Я вновь отправляюсь в другие грезы. Фиона. Моя мать, причесывающая меня перед зеркалом. Фиона. Мои братья лежат голые на кровати, невинно обнявшись друг с другом, они так красивы, что у меня сердце сжимается от боли. Опять Фиона. Я в классе, отказываюсь отвечать урок, с дневником, полным двоек. Фиона. Хмельная радость моих попыток самоубийства, ощущение, что я наконец нашел нужную дверь. Ганнибал дает мне уроки живописи. Опять с Фионой, у нас пятеро детей, пятеро здоровых малышей, таких же красивых, как их мать. Они, улыбаясь, смотрят на меня. Стоп! Давайте остановимся в этой жизни, она мне нравится. Стоп! Меня опять переключают на другой канал. Я приземляюсь под пытливым взглядом Фише, который показывает мне три пальца.
— Я хорошо вижу, что у тебя три пальца, старый жирный козел!
Он в испуге отшатывается. Он услышал меня. Мне страшно. Так значит, это и есть моя гавань? Конец моего путешествия по грезам? Эта комната и Фише и есть моя жизнь?
— Да, я умею считать до пяти, ты это проверяешь?
Фише от неожиданности снова подпрыгивает на месте. С трудом оторвав свои жирные ляжки от стула, с трясущимся от жира животом, тяжело сопя, он отбегает от меня и хватается за спинку кровати, словно его укачало на корабле. Отдышавшись, звонит кому-то по телефону.
Затем вновь опускается на стул. Ждет. Весь посинев, трясется, словно пораженный апоплексическим ударом. Жирная бахрома век почти полностью заволокла его глаза.
Входит Зевс, и Фише докладывает ему, что вот, я пришел в себя и говорю. Зевс мечет гром и молнии.
Тут до меня доходит, что я должен делать. Когда Фише вновь принимается за свои арифметические задачки, я лежу, тупо уставившись в потолок.
Зевс терпеливо ждет. Фише начинает все заново. Опять неудача. Зевс с довольной улыбкой наблюдает за его стараниями. Они выходят из комнаты, и я слышу, как они ругаются в коридоре.
Итак, раз эта мрачная комната и есть моя гавань, я принимаю решение, как буду вести себя на этом острове, куда прибили меня волны моего сознания: отныне я буду молчать. Пусть они поверят, что я превратился в овощную культуру. Лишь эта хитрость может спасти меня.
Хотя, могу ли я вообще спастись?
Оставшись наедине с собой, я ощупываю повязки, которыми обмотана моя голова. Так, значит, они вскрыли мне череп. Сделали трепанацию. Какую же часть мозга они у меня удалили?
Я вновь ныряю в свои грезы. И вновь оказываюсь в темной комнате, со связанным телом и тяжелой головой, туго обмотанной бинтами. Может, они выскребли у меня ту часть серого вещества, что позволяет отличать сон от реальности? Неужели я теперь всю оставшуюся жизнь буду болтаться между видением и бодрствованием?
Сколько проходит еще времени, не знаю. Фише снова взялся за мое обучение. С его помощью я начинаю подниматься с кровати, осторожно делая первые шаги. Но все его попытки научить меня говорить оказываются безрезультатными. Зевс-Питер-Лама очень доволен. Он поздравляет Фише. Он сильно хлопает его по плечу, и мне чудится, что Фише вот-вот покатится, как горошина по полу.

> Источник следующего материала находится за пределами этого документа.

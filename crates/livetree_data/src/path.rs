//! Tree paths.

use crate::error::{DataError, DataResult};
use serde::{Deserialize, Serialize};
use std::fmt;

/// Characters that may never appear in a path segment.
const FORBIDDEN_KEY_CHARS: [char; 6] = ['.', '#', '$', '[', ']', '/'];

/// Maximum length of a single key, in UTF-8 bytes.
pub const MAX_KEY_BYTES: usize = 768;

/// An ordered sequence of segment names addressing a node.
///
/// The empty sequence is the root. Paths are plain values: equality and
/// prefix relations are structural.
///
/// Serialized as a list of segments; deserializing validates every segment.
#[derive(Debug, Clone, Default, PartialEq, Eq, Hash, PartialOrd, Ord, Serialize, Deserialize)]
#[serde(try_from = "Vec<String>", into = "Vec<String>")]
pub struct Path {
    segments: Vec<String>,
}

impl TryFrom<Vec<String>> for Path {
    type Error = DataError;

    fn try_from(segments: Vec<String>) -> DataResult<Self> {
        Self::from_segments(segments)
    }
}

impl From<Path> for Vec<String> {
    fn from(path: Path) -> Self {
        path.segments
    }
}

impl Path {
    /// Returns the root path.
    pub fn root() -> Self {
        Self::default()
    }

    /// Parses a slash separated path. Empty segments are ignored, so
    /// `"/a//b/"` equals `"a/b"`.
    pub fn parse(path: &str) -> DataResult<Self> {
        let mut segments = Vec::new();
        for segment in path.split('/').filter(|s| !s.is_empty()) {
            validate_key(segment)?;
            segments.push(segment.to_string());
        }
        Ok(Self { segments })
    }

    /// Builds a path from already validated segments.
    pub fn from_segments<I, S>(segments: I) -> DataResult<Self>
    where
        I: IntoIterator<Item = S>,
        S: Into<String>,
    {
        let segments: Vec<String> = segments.into_iter().map(Into::into).collect();
        for segment in &segments {
            validate_key(segment)?;
        }
        Ok(Self { segments })
    }

    /// Returns the segments of this path.
    pub fn segments(&self) -> &[String] {
        &self.segments
    }

    /// Returns true for the root path.
    pub fn is_root(&self) -> bool {
        self.segments.is_empty()
    }

    /// Number of segments.
    pub fn len(&self) -> usize {
        self.segments.len()
    }

    /// Returns true for the root path.
    pub fn is_empty(&self) -> bool {
        self.segments.is_empty()
    }

    /// Returns the first segment, if any.
    pub fn front(&self) -> Option<&str> {
        self.segments.first().map(String::as_str)
    }

    /// Returns the last segment, or `None` at the root.
    pub fn name(&self) -> Option<&str> {
        self.segments.last().map(String::as_str)
    }

    /// Returns the parent path, or `None` at the root.
    pub fn parent(&self) -> Option<Path> {
        if self.segments.is_empty() {
            return None;
        }
        let mut segments = self.segments.clone();
        segments.pop();
        Some(Path { segments })
    }

    /// Returns this path without its first segment.
    pub fn pop_front(&self) -> Path {
        Path {
            segments: self.segments.iter().skip(1).cloned().collect(),
        }
    }

    /// Appends a single validated child name.
    pub fn child(&self, name: &str) -> DataResult<Path> {
        validate_key(name)?;
        let mut segments = self.segments.clone();
        segments.push(name.to_string());
        Ok(Path { segments })
    }

    /// Appends a child name taken from an existing node, without
    /// re-validating it.
    pub fn child_key(&self, name: &str) -> Path {
        let mut segments = self.segments.clone();
        segments.push(name.to_string());
        Path { segments }
    }

    /// Appends another path.
    pub fn join(&self, other: &Path) -> Path {
        let mut segments = self.segments.clone();
        segments.extend(other.segments.iter().cloned());
        Path { segments }
    }

    /// Returns true if `self` is `other` or one of its ancestors.
    pub fn contains(&self, other: &Path) -> bool {
        self.segments.len() <= other.segments.len()
            && self.segments.iter().zip(&other.segments).all(|(a, b)| a == b)
    }

    /// Returns true if one of the two paths contains the other.
    pub fn overlaps(&self, other: &Path) -> bool {
        self.contains(other) || other.contains(self)
    }

    /// Returns the path of `other` relative to `self`, if `self` contains it.
    pub fn relative(&self, other: &Path) -> Option<Path> {
        if !self.contains(other) {
            return None;
        }
        Some(Path {
            segments: other.segments[self.segments.len()..].to_vec(),
        })
    }
}

impl fmt::Display for Path {
    fn fmt(&self, f: &mut fmt::Formatter<'_>) -> fmt::Result {
        if self.segments.is_empty() {
            return f.write_str("/");
        }
        for segment in &self.segments {
            write!(f, "/{segment}")?;
        }
        Ok(())
    }
}

/// Checks that a key can be used as a path segment or child name.
pub fn validate_key(key: &str) -> DataResult<()> {
    if key.is_empty() {
        return Err(DataError::invalid_key(key, "key must not be empty"));
    }
    if key.len() > MAX_KEY_BYTES {
        return Err(DataError::invalid_key(key, "key is longer than 768 bytes"));
    }
    if let Some(c) = key
        .chars()
        .find(|c| FORBIDDEN_KEY_CHARS.contains(c) || c.is_ascii_control())
    {
        return Err(DataError::invalid_key(
            key,
            format!("key contains forbidden character {c:?}"),
        ));
    }
    Ok(())
}

#[cfg(test)]
mod tests {
    use super::*;

    #[test]
    fn serde_goes_through_validation() {
        let path = Path::parse("users/fred").unwrap();
        let json = serde_json::to_value(&path).unwrap();
        assert_eq!(json, serde_json::json!(["users", "fred"]));
        assert_eq!(serde_json::from_value::<Path>(json).unwrap(), path);

        assert!(serde_json::from_value::<Path>(serde_json::json!(["a.b"])).is_err());
        assert!(serde_json::from_value::<Path>(serde_json::json!(["ok", ""])).is_err());
    }

    #[test]
    fn parse_ignores_empty_segments() {
        let path = Path::parse("/users//fred/").unwrap();
        assert_eq!(path.segments(), &["users".to_string(), "fred".to_string()]);
        assert_eq!(path.to_string(), "/users/fred");
        assert!(Path::parse("").unwrap().is_root());
        assert_eq!(Path::root().to_string(), "/");
    }

    #[test]
    fn forbidden_characters_rejected() {
        for bad in ["a.b", "a#", "$x", "[0]", "x]"] {
            assert!(Path::parse(bad).is_err(), "{bad} should be rejected");
        }
        assert!(Path::root().child("a/b").is_err());
        assert!(validate_key("tab\there").is_err());
    }

    #[test]
    fn prefix_relations() {
        let x = Path::parse("x").unwrap();
        let xa = Path::parse("x/a").unwrap();
        let y = Path::parse("y").unwrap();

        assert!(x.contains(&xa));
        assert!(!xa.contains(&x));
        assert!(x.overlaps(&xa) && xa.overlaps(&x));
        assert!(!x.overlaps(&y));
        assert!(Path::root().contains(&y));
        assert_eq!(x.relative(&xa), Some(Path::parse("a").unwrap()));
        assert_eq!(xa.relative(&x), None);
    }

    #[test]
    fn navigation() {
        let path = Path::parse("a/b/c").unwrap();
        assert_eq!(path.name(), Some("c"));
        assert_eq!(path.front(), Some("a"));
        assert_eq!(path.parent().unwrap().to_string(), "/a/b");
        assert_eq!(path.pop_front().to_string(), "/b/c");
        assert_eq!(Path::root().parent(), None);
        assert_eq!(Path::root().name(), None);
    }
}
//! Synchronized tree benchmarks.

use criterion::{black_box, criterion_group, criterion_main, BenchmarkId, Criterion, Throughput};
use livetree_bench::{flat_children, random_paths};
use livetree_data::{Node, Path};
use livetree_engine::{SyncTree, WriteId, WriteOp};
use std::collections::BTreeMap;

/// Build a tree whose server layer holds `count` children under `/items`.
fn seeded_tree(count: usize) -> SyncTree {
    let mut tree = SyncTree::new();
    let items = Path::parse("items").unwrap();
    tree.apply_server_update(&items, flat_children(count));
    tree
}

/// Benchmark reads through a growing stack of optimistic writes.
fn bench_read_with_pending(c: &mut Criterion) {
    let mut group = c.benchmark_group("read_with_pending");
    let items = Path::parse("items").unwrap();

    for pending in [0usize, 10, 100, 500] {
        let mut tree = seeded_tree(1000);
        for (i, path) in random_paths(pending, 3, 8).into_iter().enumerate() {
            let path = items.join(&path);
            tree.apply_optimistic_write(
                WriteId(i as u64 + 1),
                path,
                WriteOp::Overwrite(Node::from(i as i64)),
                true,
            );
        }

        group.bench_with_input(BenchmarkId::from_parameter(pending), &tree, |b, tree| {
            b.iter(|| black_box(tree.read(black_box(&items))));
        });
    }

    group.finish();
}

/// Benchmark applying and acknowledging writes in order.
fn bench_write_ack_cycle(c: &mut Criterion) {
    let mut group = c.benchmark_group("write_ack_cycle");

    for count in [10usize, 100, 1000] {
        let paths = random_paths(count, 3, 8);
        group.throughput(Throughput::Elements(count as u64));
        group.bench_with_input(BenchmarkId::from_parameter(count), &paths, |b, paths| {
            b.iter(|| {
                let mut tree = SyncTree::new();
                for (i, path) in paths.iter().enumerate() {
                    tree.apply_optimistic_write(
                        WriteId(i as u64 + 1),
                        path.clone(),
                        WriteOp::Overwrite(Node::from(i as i64)),
                        true,
                    );
                }
                for i in 0..paths.len() {
                    tree.acknowledge(WriteId(i as u64 + 1));
                }
                black_box(tree.pending_count());
            });
        });
    }

    group.finish();
}

/// Benchmark reverting the oldest write underneath later ones.
fn bench_revert(c: &mut Criterion) {
    let items = Path::parse("items").unwrap();
    let base = seeded_tree(500);

    c.bench_function("revert_oldest_of_100", |b| {
        b.iter_batched(
            || {
                let mut tree = base.clone();
                for i in 0..100u64 {
                    let mut merge = BTreeMap::new();
                    merge.insert(format!("item_{i:05}"), Node::from("changed"));
                    tree.apply_optimistic_write(
                        WriteId(i + 1),
                        items.clone(),
                        WriteOp::Merge(merge),
                        true,
                    );
                }
                tree
            },
            |mut tree| {
                tree.revert(WriteId(1));
                black_box(tree.read(&items));
            },
            criterion::BatchSize::SmallInput,
        );
    });
}

criterion_group!(benches, bench_read_with_pending, bench_write_ack_cycle, bench_revert);
criterion_main!(benches);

Сам я чувствую, что Фише не очень-то верит мне. Частенько он бросает на меня скептические взгляды.
Однажды вечером, когда мы остались с ним наедине, он склоняет надо мной свою морду, от которой несет перегаром, и пристально смотрит мне в глаза.
— Послушай меня, Адам. Мне ты можешь доверять, я никому не скажу: ты можешь говорить?